United States v. Shackelford, 73-1053.
Decision Date | 03 June 1974 |
Docket Number | No. 73-1053.,73-1053. |
Citation | 494 F.2d 67 |
Parties | UNITED STATES of America, Plaintiff-Appellee, v. Wallace A. SHACKELFORD, Defendant-Appellant. |
Court | U.S. Court of Appeals — Ninth Circuit |
Fredric F. Kay (argued), Asst. Federal Public Defender, Tucson, Ariz., for defendant-appellant.
William C. Smitherman, U. S. Atty., Tucson, Ariz., for plaintiff-appellee.
Before MERRILL and ELY, Circuit Judges, and MURPHY,* District Judge.
Certiorari Denied June 3, 1974. See 94 S.Ct. 2647.
Defendant appeals his conviction after a jury trial in the District of Arizona for a violation of the Hobbs Act, 18 U. S.C. § 1951, in that he attempted to obstruct and delay Trans World Airlines' flights in interstate commerce by an attempted $270,000 extortion.
The principal issue on appeal raises the recurring question of the quantum of proof the prosecution must offer to overcome an insanity defense. At trial the defense of insanity was grounded on the testimony of a psychiatrist. Defendant did not testify. The Government relied on its extensive cross-examination of defendant's psychiatric expert and offered no expert testimony in rebuttal but only that of lay witnesses.
It is appellant's submission that the law in this Circuit is "that when a defendant introduces psychiatric testimony sufficient to support a finding of insanity and where the Government relies entirely on lay witnesses to prove sanity, the Government has failed to carry its burden of proof as a matter of law." (Appellant's Opening Brief, pp. 30, 31). He relies on United States v. Cooper, 465 F.2d 451 (9th Cir. 1973), and Buatte v. United States, 330 F.2d 342 (9th Cir.) (Buatte I), rehearing denied, 331 F.2d 848 (9th Cir. 1964) (per curiam).
We reject this argument and affirm.
Neither Buatte I nor Cooper supports such a contention. It is true that in Cooper Judge Hufstedler, writing for the majority, did state:
"We held in Buatte v. United States * * * that when the defendant introduces expert psychiatric testimony that is sufficient to support a finding of insanity and when the Government relies entirely on lay witnesses to prove sanity, the Government has failed to carry its burden of proof as a matter of law." United States v. Cooper, supra, 465 F.2d at 453. (Emphasis supplied.)
This sentence was immediately qualified and explained by the Judge as follows:
Id. at 453.
A fair reading of these consecutive statements makes it clear that the Judge purposely inserted the adverb "entirely" in the first sentence to emphasize that if the psychiatric testimony was not destroyed or razed by cross-examination, rebuttal lay witnesses could not sustain the burden then cast on the Government to prove that defendant was sane beyond a reasonable doubt.

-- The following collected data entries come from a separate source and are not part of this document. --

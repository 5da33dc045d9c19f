//! Static version-to-toolchain bindings

use std::collections::BTreeMap;

use crate::error::{Error, Result};
use crate::os::OperatingSystem;

/// Immutable mappings from a Nuke major version to the toolchain needed
/// to compile against it, per OS family, plus the derived values (C++
/// standard, macOS deployment target).
///
/// Lookups are pure; a missing entry is a fatal
/// [`Error::ConfigurationGap`] carrying the offending (OS, major) pair.
/// Silent defaulting is deliberately absent: a guessed toolchain
/// produces an image that fails at build time, far from the actual
/// mistake.
#[derive(Debug, Clone)]
pub struct VersionTable {
    linux_toolsets: BTreeMap<u32, String>,
    windows_buildtools: BTreeMap<u32, String>,
    macos_sdks: BTreeMap<u32, String>,
    cpp_standards: BTreeMap<u32, u32>,
    macos_deployment_targets: BTreeMap<u32, String>,
}

impl VersionTable {
    pub fn new(
        linux_toolsets: BTreeMap<u32, String>,
        windows_buildtools: BTreeMap<u32, String>,
        macos_sdks: BTreeMap<u32, String>,
        cpp_standards: BTreeMap<u32, u32>,
        macos_deployment_targets: BTreeMap<u32, String>,
    ) -> Self {
        Self {
            linux_toolsets,
            windows_buildtools,
            macos_sdks,
            cpp_standards,
            macos_deployment_targets,
        }
    }

    /// Toolchain token for (OS family, major version): a gcc toolset
    /// name on Linux, a Visual Studio build-tools major on Windows, a
    /// macOS SDK archive URL for both macOS variants.
    pub fn toolchain(&self, os: OperatingSystem, major: u32) -> Result<&str> {
        let table = match os {
            OperatingSystem::Linux => &self.linux_toolsets,
            OperatingSystem::Windows => &self.windows_buildtools,
            OperatingSystem::MacOs | OperatingSystem::MacOsArm => &self.macos_sdks,
        };
        table
            .get(&major)
            .map(String::as_str)
            .ok_or(Error::ConfigurationGap { os, major })
    }

    /// C++ standard the plugin must be compiled with.
    pub fn cpp_standard(&self, os: OperatingSystem, major: u32) -> Result<u32> {
        self.cpp_standards
            .get(&major)
            .copied()
            .ok_or(Error::ConfigurationGap { os, major })
    }

    /// Minimum macOS version built binaries will run on.
    pub fn deployment_target(&self, os: OperatingSystem, major: u32) -> Result<&str> {
        self.macos_deployment_targets
            .get(&major)
            .map(String::as_str)
            .ok_or(Error::ConfigurationGap { os, major })
    }
}

/// The shipped bindings for all currently supported Nuke majors.
impl Default for VersionTable {
    fn default() -> Self {
        let linux_toolsets = [
            (16, "gcc-toolset-11"),
            (15, "gcc-toolset-11"),
            (14, "devtoolset-9"),
            (13, "devtoolset-6"),
        ]
        .map(|(major, toolset)| (major, toolset.to_string()));

        let windows_buildtools =
            [(16, "17"), (15, "17"), (14, "16"), (13, "15")]
                .map(|(major, tools)| (major, tools.to_string()));

        let macos_sdks = [
            (16, "13.3/MacOSX13.3.sdk.tar.xz"),
            (15, "13.3/MacOSX13.3.sdk.tar.xz"),
            (14, "12.3/MacOSX12.3.sdk.tar.xz"),
            (13, "11.3/MacOSX11.3.sdk.tar.xz"),
        ]
        .map(|(major, archive)| {
            (
                major,
                format!(
                    "https://github.com/joseluisq/macosx-sdks/releases/download/{archive}"
                ),
            )
        });

        let cpp_standards = [(16, 17), (15, 17), (14, 17), (13, 14), (12, 14)];

        let macos_deployment_targets = [
            (16, "12.0"),
            (15, "11.0"),
            (14, "10.15"),
            (13, "10.14"),
        ]
        .map(|(major, target)| (major, target.to_string()));

        Self::new(
            linux_toolsets.into_iter().collect(),
            windows_buildtools.into_iter().collect(),
            macos_sdks.into_iter().collect(),
            cpp_standards.into_iter().collect(),
            macos_deployment_targets.into_iter().collect(),
        )
    }
}
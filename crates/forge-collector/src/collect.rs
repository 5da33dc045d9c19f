//! Turning the release catalog into build targets

use forge_core::{NukeVersion, OperatingSystem, ReleaseDescriptor};
use tracing::{info, warn};

use crate::catalog::ReleaseCatalog;
use crate::error::Result;

/// What to do when a single catalog record cannot be processed.
#[derive(Debug, Clone, Copy, Default, PartialEq, Eq)]
pub enum ErrorPolicy {
    /// Warn and continue with the rest of the batch. A wrong manifest
    /// for one target is worse than a missing one, but a missing one
    /// is no reason to lose the rest.
    #[default]
    SkipRecord,
    /// Abort the whole batch on the first bad record.
    Abort,
}

/// Collection settings.
#[derive(Debug, Clone)]
pub struct CollectorConfig {
    /// Majors below this are end-of-life and skipped entirely.
    pub eol_floor: u32,
    pub on_error: ErrorPolicy,
}

impl Default for CollectorConfig {
    fn default() -> Self {
        Self {
            eol_floor: 13,
            on_error: ErrorPolicy::SkipRecord,
        }
    }
}

/// Convert a fetched catalog into release descriptors.
///
/// Tokens without the `v` patch marker and platform keys with no mapped
/// operating system are bad records; depending on the configured policy
/// they either skip that record or abort the batch. Platforms without
/// an installer URL are always skipped: an unpublished release is
/// normal, not an error.
pub fn collect_descriptors(
    catalog: &ReleaseCatalog,
    config: &CollectorConfig,
) -> Result<Vec<ReleaseDescriptor>> {
    let mut descriptors = Vec::new();

    for (token, release) in catalog.releases() {
        let version = match NukeVersion::from_release_token(token) {
            Ok(version) => version,
            Err(err) => match config.on_error {
                ErrorPolicy::SkipRecord => {
                    warn!(token, %err, "skipping malformed release token");
                    continue;
                }
                ErrorPolicy::Abort => return Err(err.into()),
            },
        };

        if version.major < config.eol_floor {
            continue;
        }

        for (platform_key, installer_url) in &release.installer {
            let Some(url) = installer_url else {
                continue;
            };
            let Some(operating_system) = OperatingSystem::from_platform_key(platform_key) else {
                match config.on_error {
                    ErrorPolicy::SkipRecord => {
                        warn!(
                            platform_key,
                            token, "no operating system mapped for platform key"
                        );
                        continue;
                    }
                    ErrorPolicy::Abort => {
                        return Err(forge_core::Error::UnsupportedTarget {
                            key: platform_key.clone(),
                        }
                        .into());
                    }
                }
            };
            descriptors.push(ReleaseDescriptor {
                operating_system,
                version,
                source_url: url.clone(),
            });
        }
    }

    info!(count = descriptors.len(), "collected build targets");
    Ok(descriptors)
}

If further evidence is needed, we are confirmed in our analysis by the reaffirmation in Judge Hufstedler's opinion of "the principal stated in Ingman: `a jury may, of course, reject expert opinion if it finds that the opinion was based on an incorrect view of the facts.'" Cooper, supra, at 454.
In Buatte I, Judge Pope scrupulously reviewed the psychiatric evidence of the defense and added: "What confirms the strength of this testimony is the fact that the defendant had a record of service, both in the Navy and in the Army, showing severe mental impairment." Buatte I, supra, 330 F.2d at 344. He then reviewed these independent records, and observed:
Id. at 344-345 (fn. omitted).
The evidence in the case posed difficulties for the Government, he said, since the defendant's mental breaks into insanity would occur at irregular intervals, that is, they would be interspersed between more or less lucid intervals. The Government then was confronted with the most difficult task of showing Id., at 345. He then reviewed the testimony of the witnesses which the Government called in rebuttal, including the opinion of a psychiatrist who, unfortunately for the Government, expressed his opinion ambivalently, i. e., that the defendant "`might well have known the difference' between right and wrong on April 7." Id. at 346.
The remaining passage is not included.